Wong et al. (1993) studied patients on high dose inhaled steroids and attempted to reduce the dose using either nedocromil or a placebo in a double blind parallel study. There was little evidence from objective measurement that nedocromil was significantly better than placebo.

Comparison studies

Bergmann et al. (1989) compared nedocromil with beclomethasone in a single blind parallel group study comparing placebo, nedocromil and beclomethasone 400 g daily. Both drugs were better than placebo. Where differences between nedocromil and beclomethasone were present, these tended to favour beclomethasone.

Boldy and Ayres (1993) studied 77 patients treated with either nedocromil 4 mg four times daily or sodium cromoglycate 10 mg four times daily (no placebo). There were no clinically significant differences; any slight difference seemed to favour cromoglycate.

References
Bergmann, K.C., Bauer, C.P. and Overlack, A.A. (1989) Placebo-controlled, blind comparison of nedocromil sodium and beclomethasone dipropionate in bronchial asthma. Current Medical Research and Opinion 11:533-542.

Boldy, D.A. and Ayres, J.G. (1993) Nedocromil sodium and sodium cromoglycate in patients aged over 50 years with asthma. Respiratory Medicine 87:517-523.
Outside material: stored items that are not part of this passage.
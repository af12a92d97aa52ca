//! Date handling for datetime columns.
//!
//! A date-only operand (`2024-01-15`, no `T` and no space) means the whole
//! calendar day, so comparisons are widened to the half-open interval
//! `[day 00:00, next day 00:00)`. Operands with a time component are exact
//! instants; offsets are normalized to UTC.

use time::format_description::well_known::Rfc3339;
use time::macros::format_description;
use time::{Date, OffsetDateTime, PrimitiveDateTime, UtcOffset};

use super::operator::ComparisonOp;
use crate::error::{CompileError, CompileResult};
use crate::sql::{lit_timestamp, Expr, ExprExt};

/// A parsed datetime operand.
#[derive(Debug, Clone, Copy, PartialEq, Eq)]
pub enum TemporalValue {
    /// A whole calendar day.
    Day(Date),
    /// An exact point in time (UTC when an offset was given).
    Instant(PrimitiveDateTime),
}

impl TemporalValue {
    /// Parse an ISO-8601 date or datetime. Returns `None` when unparseable.
    pub fn parse(raw: &str) -> Option<Self> {
        let raw = raw.trim();
        if !raw.contains('T') && !raw.contains(' ') {
            return Date::parse(raw, format_description!("[year]-[month]-[day]"))
                .ok()
                .map(TemporalValue::Day);
        }

        let normalized = raw.replacen(' ', "T", 1);
        if let Ok(dt) = OffsetDateTime::parse(&normalized, &Rfc3339) {
            let utc = dt.to_offset(UtcOffset::UTC);
            return Some(TemporalValue::Instant(PrimitiveDateTime::new(
                utc.date(),
                utc.time(),
            )));
        }

        let naive = normalized.strip_suffix('Z').unwrap_or(&normalized);
        PrimitiveDateTime::parse(
            naive,
            format_description!("[year]-[month]-[day]T[hour]:[minute]:[second].[subsecond]"),
        )
        .or_else(|_| {
            PrimitiveDateTime::parse(
                naive,
                format_description!("[year]-[month]-[day]T[hour]:[minute]:[second]"),
            )
        })
        .or_else(|_| {
            PrimitiveDateTime::parse(naive, format_description!("[year]-[month]-[day]T[hour]:[minute]"))
        })
        .ok()
        .map(TemporalValue::Instant)
    }
}

/// Render a timestamp as the literal text the dialects expect.
fn timestamp_text(value: PrimitiveDateTime) -> Result<String, time::error::Format> {
    if value.nanosecond() == 0 {
        value.format(format_description!(
            "[year]-[month]-[day] [hour]:[minute]:[second]"
        ))
    } else {
        value.format(format_description!(
            "[year]-[month]-[day] [hour]:[minute]:[second].[subsecond digits:6]"
        ))
    }
}

fn timestamp_literal(value: PrimitiveDateTime, field: &str, op: ComparisonOp) -> CompileResult<Expr> {
    timestamp_text(value)
        .map(lit_timestamp)
        .map_err(|e| CompileError::operand(field, op.token(), e.to_string()))
}

fn day_bounds(day: Date, field: &str, op: ComparisonOp) -> CompileResult<(Expr, Expr)> {
    let next = day.next_day().ok_or_else(|| {
        CompileError::operand(field, op.token(), format!("date {} is out of range", day))
    })?;
    Ok((
        timestamp_literal(day.midnight(), field, op)?,
        timestamp_literal(next.midnight(), field, op)?,
    ))
}

/// Parse a datetime operand or fail with a syntax error naming the field.
pub(crate) fn parse_operand(raw: &str, field: &str) -> CompileResult<TemporalValue> {
    TemporalValue::parse(raw).ok_or_else(|| {
        CompileError::syntax_at(
            field,
            format!(
                "Invalid date '{}' for field '{}': expected YYYY-MM-DD or an ISO-8601 datetime",
                raw, field
            ),
        )
    })
}

/// Compile an equality or ordering comparison against a datetime column.
pub(crate) fn compare(
    column: Expr,
    op: ComparisonOp,
    value: TemporalValue,
    field: &str,
) -> CompileResult<Expr> {
    match value {
        TemporalValue::Day(day) => {
            let (start, end) = day_bounds(day, field, op)?;
            Ok(match op {
                ComparisonOp::Eq => column.clone().gte(start).and(column.lt(end)),
                ComparisonOp::Ne => column.clone().lt(start).or(column.gte(end)),
                ComparisonOp::Gt => column.gte(end),
                ComparisonOp::Gte => column.gte(start),
                ComparisonOp::Lt => column.lt(start),
                ComparisonOp::Lte => column.lt(end),
                other => return Err(unsupported(other, field)),
            })
        }
        TemporalValue::Instant(instant) => {
            let lit = timestamp_literal(instant, field, op)?;
            Ok(match op {
                ComparisonOp::Eq => column.eq(lit),
                ComparisonOp::Ne => column.ne(lit),
                ComparisonOp::Gt => column.gt(lit),
                ComparisonOp::Gte => column.gte(lit),
                ComparisonOp::Lt => column.lt(lit),
                ComparisonOp::Lte => column.lte(lit),
                other => return Err(unsupported(other, field)),
            })
        }
    }
}

fn unsupported(op: ComparisonOp, field: &str) -> CompileError {
    CompileError::operand(field, op.token(), "operator does not compare dates")
}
Chatterjee, P.C., Fyans, P.G. and Chatterjee, S.S., (1986) A trial comparing nedocromil sodium (tilade) and placebo in the management of perennial bronchial-asthma. European Journal of Respiratory Diseases 69 Suppl. 147:314-316.

Cua-Lim, F., Agbayani, B.F. and Lachica, D. (1986) A double-blind comparative trial of nedocromil sodium and placebo in the management of bronchial asthma in patients routinely using oral bronchodilators. European Journal of Respiratory Diseases 69 Suppl. 147:306-310.
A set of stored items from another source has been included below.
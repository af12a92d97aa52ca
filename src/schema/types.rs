//! Column types and the categories the compiler reasons about.

use serde::{Deserialize, Serialize};

/// Physical type of a column as declared by the data layer.
#[derive(Debug, Clone, PartialEq, Eq, Hash, Serialize, Deserialize)]
#[serde(from = "String", into = "String")]
pub enum ColumnType {
    String,
    Text,
    /// Database enum; compared through a cast to text.
    Enum,
    Integer,
    Float,
    Decimal,
    Boolean,
    Date,
    DateTime,
    /// Anything else (JSON, binary, arrays...). Never filterable, sortable
    /// or searchable.
    Other(String),
}

/// Semantic category of a column. Decides which operators apply.
#[derive(Debug, Clone, Copy, PartialEq, Eq, Hash, PartialOrd, Ord, Serialize, Deserialize)]
#[serde(rename_all = "lowercase")]
pub enum TypeCategory {
    String,
    Number,
    Boolean,
    Datetime,
}

impl ColumnType {
    /// Parse a type name. Unknown names become [`ColumnType::Other`].
    pub fn parse(s: &str) -> Self {
        match s.to_ascii_lowercase().as_str() {
            "string" | "varchar" | "char" => ColumnType::String,
            "text" => ColumnType::Text,
            "enum" => ColumnType::Enum,
            "integer" | "int" | "bigint" | "smallint" => ColumnType::Integer,
            "float" | "double" | "real" => ColumnType::Float,
            "decimal" | "numeric" => ColumnType::Decimal,
            "boolean" | "bool" => ColumnType::Boolean,
            "date" => ColumnType::Date,
            "datetime" | "timestamp" => ColumnType::DateTime,
            other => ColumnType::Other(other.to_string()),
        }
    }

    /// Canonical type name.
    pub fn name(&self) -> &str {
        match self {
            ColumnType::String => "string",
            ColumnType::Text => "text",
            ColumnType::Enum => "enum",
            ColumnType::Integer => "integer",
            ColumnType::Float => "float",
            ColumnType::Decimal => "decimal",
            ColumnType::Boolean => "boolean",
            ColumnType::Date => "date",
            ColumnType::DateTime => "datetime",
            ColumnType::Other(name) => name,
        }
    }

    /// The category this type belongs to, or `None` when unsupported.
    pub fn category(&self) -> Option<TypeCategory> {
        match self {
            ColumnType::String | ColumnType::Text | ColumnType::Enum => Some(TypeCategory::String),
            ColumnType::Integer | ColumnType::Float | ColumnType::Decimal => {
                Some(TypeCategory::Number)
            }
            ColumnType::Boolean => Some(TypeCategory::Boolean),
            ColumnType::Date | ColumnType::DateTime => Some(TypeCategory::Datetime),
            ColumnType::Other(_) => None,
        }
    }

    pub fn is_enum(&self) -> bool {
        matches!(self, ColumnType::Enum)
    }
}

impl From<String> for ColumnType {
    fn from(s: String) -> Self {
        ColumnType::parse(&s)
    }
}

impl From<ColumnType> for String {
    fn from(t: ColumnType) -> Self {
        t.name().to_string()
    }
}

impl std::fmt::Display for ColumnType {
    fn fmt(&self, f: &mut std::fmt::Formatter<'_>) -> std::fmt::Result {
        f.write_str(self.name())
    }
}

impl std::fmt::Display for TypeCategory {
    fn fmt(&self, f: &mut std::fmt::Formatter<'_>) -> std::fmt::Result {
        f.write_str(match self {
            TypeCategory::String => "string",
            TypeCategory::Number => "number",
            TypeCategory::Boolean => "boolean",
            TypeCategory::Datetime => "datetime",
        })
    }
}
Edwards, A.M. and Stevens, M.T. (1993). The clinical efficiency of inhaled nedocromil sodium (Tilade) in the treatment of asthma. European Respiratory Journal 6: 35-41.

Greco, D.B., Negreiros, E.B., Chaieb, J.A., Ferreiralima, P. and Croce, J. (1986) A multicenter double-blind group comparative trial of 2 dose levels of nedocromil sodium and placebo in the management of perennial extrinsic-asthma. European Journal of Respiratory Diseases 69:323-326.

van As, A., Chick, T.W., Bodman, S.F., Storms, W.W., Nathan, R.A., Selner, J.C., Koepke, J.W., Townley, R.G., Bewtra, A.K., Nair, N., et al. (1986) A group comparative study of the safety and efficacy of nedocromil sodium (Tilade) in reversible airways disease: a preliminary report. European Journal of Respiratory Diseases 69 Suppl. 147:143-148.

Wong, C.S., Cooper, S., Britton, J.R. and Tattersfield, A.E. (1993) Steroid sparing effect of nedocromil sodium in asthmatic patients on high doses of inhaled steroids. Clinical and Experimental Allergy 23:370-376.


Statement: sodium cromoglycate is effective delivered in either a metered dose inhaler or a spinhaler (I).

Blumenthal et al. (1988) showed that sodium cromoglycate works better than placebo and equally well with metered dose inhaler when compared with spinhaler.

References
Blumenthal, M.N., Selcow, J., Spector, S., Zeiger, R.S., and Mellon, M. (1988) A multi-center evaluation of the clinical benefits of cromolyn sodium aerosol by metered dose

inhaler in the treatment of asthma. Journal of Allergy and Clinical Immunology 81:681-687.